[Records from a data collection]
_ _ _ _ _ _ _

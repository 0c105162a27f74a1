//! Wire protocol between the client and the daemon.
//!
//! Every connection carries exactly one [`Request`] followed by one
//! [`Response`], each wrapped in a length-prefixed [`Frame`].

pub mod connection;
pub mod data;
pub mod frame;

pub use connection::Connection;
pub use data::{Protocol, Request, Response};
pub use frame::{Frame, ParseFrameError, WriteFrameError};
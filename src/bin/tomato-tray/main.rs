mod cli;
mod setup;

use clap::Parser;
use cli::Arguments;
use snafu::{prelude::*, Whatever};

#[snafu::report]
#[tokio::main(flavor = "current_thread")]
async fn main() -> Result<(), Whatever> {
    let args = Arguments::parse();
    let client = setup::bootstrap(&args).whatever_context("Could not bootstrap application")?;

    client
        .run(args.command.into())
        .await
        .whatever_context("Client failed to run")?;

    Ok(())
}
use std::cell::LazyCell;
use std::path::{Path, PathBuf};
use std::sync::Arc;

use snafu::{prelude::*, Whatever};
use tokio::net::UnixListener;
use tomato_tray::daemon::app::{bind_tcp, bind_unix};
use tomato_tray::daemon::config::{self, Configuration};
use tomato_tray::daemon::outbound::TitleDisplay;
use tomato_tray::daemon::repository::DurationConfiguration;
use tomato_tray::daemon::runtime::Environment;
use tomato_tray::daemon::web::{StaticFiles, WebServer};
use tomato_tray::daemon::{ProcessController, Server};
use tomato_tray::domain::daemon::updater::IntervalTicks;
use tomato_tray::domain::daemon::ApplicationCore;
use tomato_tray::utils::xdg::{Xdg, XdgBaseKind};

use crate::cli::Arguments;

const APP_NAME: &str = "tomato-tray";
const DAEMON_NAME: &str = "tomato-tray-daemon";

/// Everything the daemon runs, ready to serve.
pub struct Daemon {
    pub server: Server,
    pub web: Option<WebServer>,
    pub socket: PathBuf,
    pub pid: PathBuf,
}

struct EnvironmentPath {
    socket: PathBuf,
    pid: PathBuf,
}

pub async fn bootstrap(arg: Arguments) -> Result<Daemon, Whatever> {
    let configuration = configuration(&arg)?;
    let env = environment(&arg, &configuration)?;
    process(&arg, &env.pid)?;

    let listener = listener(&env.socket)?;
    let web = web(&configuration).await?;
    let core = core(configuration).await?;

    tracing::info!(socket = %env.socket.display(), "Daemon is ready");

    Ok(Daemon {
        server: Server::new(Box::new(listener), core),
        web,
        socket: env.socket,
        pid: env.pid,
    })
}

fn environment(arg: &Arguments, config: &Configuration) -> Result<EnvironmentPath, Whatever> {
    let xdg = LazyCell::new(|| Xdg::new(APP_NAME));
    let resolve = |file: &str| -> Result<PathBuf, Whatever> {
        xdg.as_ref()
            .map_err(Clone::clone)
            .and_then(|xdg| xdg.resolve(XdgBaseKind::Runtime, file))
            .whatever_context("Could not use XDG base directories")
    };

    let socket = match arg.socket.as_ref().or(config.runtime.socket.as_ref()) {
        Some(socket) => socket.clone(),
        None => resolve("daemon.socket")?,
    };

    let pid = match config.runtime.pid.as_ref() {
        Some(pid) => pid.clone(),
        None => resolve("daemon.pid")?,
    };

    let mut env = Environment::new();
    for path in [&socket, &pid] {
        let parent = path
            .parent()
            .whatever_context(format!("Invalid runtime path: {}", path.display()))?;
        env.register_directory(parent);
        env.register_permission(parent, 0o700);
    }

    env.setup()
        .whatever_context("Could not setup environment")?;

    Ok(EnvironmentPath { socket, pid })
}

fn process(arg: &Arguments, pid_path: &Path) -> Result<(), Whatever> {
    ProcessController::new(DAEMON_NAME.to_owned(), pid_path.to_path_buf(), arg.daemonize)
        .start()
        .whatever_context("Could not prepare process")?;
    Ok(())
}

fn configuration(arg: &Arguments) -> Result<Arc<Configuration>, Whatever> {
    let res = match &arg.config {
        Some(path) => config::load_with_path(path),
        None => config::load_with_xdg(APP_NAME),
    };

    let configuration = res.whatever_context("Could not load configuration")?;
    Ok(Arc::new(configuration))
}

fn listener(path: &Path) -> Result<UnixListener, Whatever> {
    // No other instance is alive at this point, so a leftover socket is stale.
    let mut env = Environment::new();
    env.register_stale_file(path);
    env.setup()
        .whatever_context("Could not clean up runtime directory")?;

    bind_unix(path).whatever_context(format!("Could not bind to {}", path.display()))
}

async fn web(config: &Configuration) -> Result<Option<WebServer>, Whatever> {
    let Some(web) = config.web.as_ref() else {
        return Ok(None);
    };

    let listener = bind_tcp(web.address)
        .await
        .whatever_context(format!("Could not bind to {}", web.address))?;
    tracing::info!(address = %web.address, root = %web.root.display(), "Serving static files");

    let server = WebServer::new(Box::new(listener), StaticFiles::new(&web.root));
    Ok(Some(server))
}

async fn core(config: Arc<Configuration>) -> Result<ApplicationCore, Whatever> {
    let display_port = Arc::new(TitleDisplay::new(config.title.file.clone()));
    let duration_repository = Arc::new(DurationConfiguration::new(config));

    let core = ApplicationCore::setup(duration_repository, display_port, Arc::new(IntervalTicks))
        .await
        .whatever_context("Could not setup application core")?;

    Ok(core)
}
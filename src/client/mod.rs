pub mod app;
pub mod outbound;

pub use app::{Client, ClientError};
use serde::{Deserialize, Serialize};
use tokio::time::Duration;

/// A [`Protocol`] represents the underlying data type used by
/// the protocol.
#[derive(Debug, Clone, PartialEq, Eq, Serialize, Deserialize)]
#[serde(tag = "type")]
pub enum Protocol {
    Request(Request),
    Response(Response),
}

/// A [`Request`] represents requests from a client.
#[derive(Debug, Clone, PartialEq, Eq, Serialize, Deserialize)]
#[serde(tag = "method")]
pub enum Request {
    StartPomodoro,
    StartBreak,
    Stop,
    Query,
    Title,
    Quit,
}

/// A [`Response`] represents a daemon's reply.
#[derive(Debug, Clone, PartialEq, Eq, Serialize, Deserialize)]
#[serde(tag = "method")]
pub enum Response {
    StartPomodoro,
    StartBreak,
    Stop,
    Query {
        state: String,
        total: Duration,
        remaining: Duration,
    },
    Title {
        text: Option<String>,
    },
    Quit,
}
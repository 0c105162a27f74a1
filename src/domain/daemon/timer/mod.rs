mod machine;

pub use machine::{StateObserver, TimerConfig, TimerMachine, TimerSnapshot};
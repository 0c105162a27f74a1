pub mod outbound;

mod app;

pub use app::ApplicationCore;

_ _ _ _ _ _ _

What to do » Each entry needs to be written out again, exactly as given.

Answer to this problem »
repository 0c105162a27f74a1
//! Wire protocol between the client and the daemon.
//!
//! Every connection carries exactly one [`Request`] followed by one
//! [`Response`], each wrapped in a length-prefixed [`Frame`].

pub mod connection;
pub mod data;
pub mod frame;

pub use connection::Connection;
pub use data::{Protocol, Request, Response};
pub use frame::{Frame, ParseFrameError, WriteFrameError};
filename src/bin/tomato-tray/main.rs
mod cli;
mod setup;

use clap::Parser;
use cli::Arguments;
use snafu::{prelude::*, Whatever};

#[snafu::report]
#[tokio::main(flavor = "current_thread")]
async fn main() -> Result<(), Whatever> {
    let args = Arguments::parse();
    let client = setup::bootstrap(&args).whatever_context("Could not bootstrap application")?;

    client
        .run(args.command.into())
        .await
        .whatever_context("Client failed to run")?;

    Ok(())
}
use std::cell::LazyCell;
use std::path::{Path, PathBuf};
use std::sync::Arc;

use snafu::{prelude::*, Whatever};
use tokio::net::UnixListener;
use tomato_tray::daemon::app::{bind_tcp, bind_unix};
use tomato_tray::daemon::config::{self, Configuration};
use tomato_tray::daemon::outbound::TitleDisplay;
use tomato_tray::daemon::repository::DurationConfiguration;
use tomato_tray::daemon::runtime::Environment;
use tomato_tray::daemon::web::{StaticFiles, WebServer};
use tomato_tray::daemon::{ProcessController, Server};
use tomato_tray::domain::daemon::updater::IntervalTicks;
use tomato_tray::domain::daemon::ApplicationCore;
use tomato_tray::utils::xdg::{Xdg, XdgBaseKind};

use crate::cli::Arguments;

const APP_NAME: &str = "tomato-tray";
const DAEMON_NAME: &str = "tomato-tray-daemon";

/// Everything the daemon runs, ready to serve.
pub struct Daemon {
    pub server: Server,
    pub web: Option<WebServer>,
    pub socket: PathBuf,
    pub pid: PathBuf,
}

struct EnvironmentPath {
    socket: PathBuf,
    pid: PathBuf,
}

pub async fn bootstrap(arg: Arguments) -> Result<Daemon, Whatever> {
    let configuration = configuration(&arg)?;
    let env = environment(&arg, &configuration)?;
    process(&arg, &env.pid)?;

    let listener = listener(&env.socket)?;
    let web = web(&configuration).await?;
    let core = core(configuration).await?;

    tracing::info!(socket = %env.socket.display(), "Daemon is ready");

    Ok(Daemon {
        server: Server::new(Box::new(listener), core),
        web,
        socket: env.socket,
        pid: env.pid,
    })
}

fn environment(arg: &Arguments, config: &Configuration) -> Result<EnvironmentPath, Whatever> {
    let xdg = LazyCell::new(|| Xdg::new(APP_NAME));
    let resolve = |file: &str| -> Result<PathBuf, Whatever> {
        xdg.as_ref()
            .map_err(Clone::clone)
            .and_then(|xdg| xdg.resolve(XdgBaseKind::Runtime, file))
            .whatever_context("Could not use XDG base directories")
    };

    let socket = match arg.socket.as_ref().or(config.runtime.socket.as_ref()) {
        Some(socket) => socket.clone(),
        None => resolve("daemon.socket")?,
    };

    let pid = match config.runtime.pid.as_ref() {
        Some(pid) => pid.clone(),
        None => resolve("daemon.pid")?,
    };

    let mut env = Environment::new();
    for path in [&socket, &pid] {
        let parent = path
            .parent()
            .whatever_context(format!("Invalid runtime path: {}", path.display()))?;
        env.register_directory(parent);
        env.register_permission(parent, 0o700);
    }

    env.setup()
        .whatever_context("Could not setup environment")?;

    Ok(EnvironmentPath { socket, pid })
}

fn process(arg: &Arguments, pid_path: &Path) -> Result<(), Whatever> {
    ProcessController::new(DAEMON_NAME.to_owned(), pid_path.to_path_buf(), arg.daemonize)
        .start()
        .whatever_context("Could not prepare process")?;
    Ok(())
}

fn configuration(arg: &Arguments) -> Result<Arc<Configuration>, Whatever> {
    let res = match &arg.config {
        Some(path) => config::load_with_path(path),
        None => config::load_with_xdg(APP_NAME),
    };

    let configuration = res.whatever_context("Could not load configuration")?;
    Ok(Arc::new(configuration))
}

fn listener(path: &Path) -> Result<UnixListener, Whatever> {
    // No other instance is alive at this point, so a leftover socket is stale.
    let mut env = Environment::new();
    env.register_stale_file(path);
    env.setup()
        .whatever_context("Could not clean up runtime directory")?;

    bind_unix(path).whatever_context(format!("Could not bind to {}", path.display()))
}

async fn web(config: &Configuration) -> Result<Option<WebServer>, Whatever> {
    let Some(web) = config.web.as_ref() else {
        return Ok(None);
    };

    let listener = bind_tcp(web.address)
        .await
        .whatever_context(format!("Could not bind to {}", web.address))?;
    tracing::info!(address = %web.address, root = %web.root.display(), "Serving static files");

    let server = WebServer::new(Box::new(listener), StaticFiles::new(&web.root));
    Ok(Some(server))
}

async fn core(config: Arc<Configuration>) -> Result<ApplicationCore, Whatever> {
    let display_port = Arc::new(TitleDisplay::new(config.title.file.clone()));
    let duration_repository = Arc::new(DurationConfiguration::new(config));

    let core = ApplicationCore::setup(duration_repository, display_port, Arc::new(IntervalTicks))
        .await
        .whatever_context("Could not setup application core")?;

    Ok(core)
}
filename src/client/mod.rs
pub mod app;
pub mod outbound;

pub use app::{Client, ClientError};
use serde::{Deserialize, Serialize};
use tokio::time::Duration;

/// A [`Protocol`] represents the underlying data type used by
/// the protocol.
#[derive(Debug, Clone, PartialEq, Eq, Serialize, Deserialize)]
#[serde(tag = "type")]
pub enum Protocol {
    Request(Request),
    Response(Response),
}

/// A [`Request`] represents requests from a client.
#[derive(Debug, Clone, PartialEq, Eq, Serialize, Deserialize)]
#[serde(tag = "method")]
pub enum Request {
    StartPomodoro,
    StartBreak,
    Stop,
    Query,
    Title,
    Quit,
}

/// A [`Response`] represents a daemon's reply.
#[derive(Debug, Clone, PartialEq, Eq, Serialize, Deserialize)]
#[serde(tag = "method")]
pub enum Response {
    StartPomodoro,
    StartBreak,
    Stop,
    Query {
        state: String,
        total: Duration,
        remaining: Duration,
    },
    Title {
        text: Option<String>,
    },
    Quit,
}
repository 0c105162a27f74a1
filename src/domain/daemon/timer/mod.rs
mod machine;

pub use machine::{StateObserver, TimerConfig, TimerMachine, TimerSnapshot};
repository 0c105162a27f74a1
pub mod outbound;

mod app;

pub use app::ApplicationCore;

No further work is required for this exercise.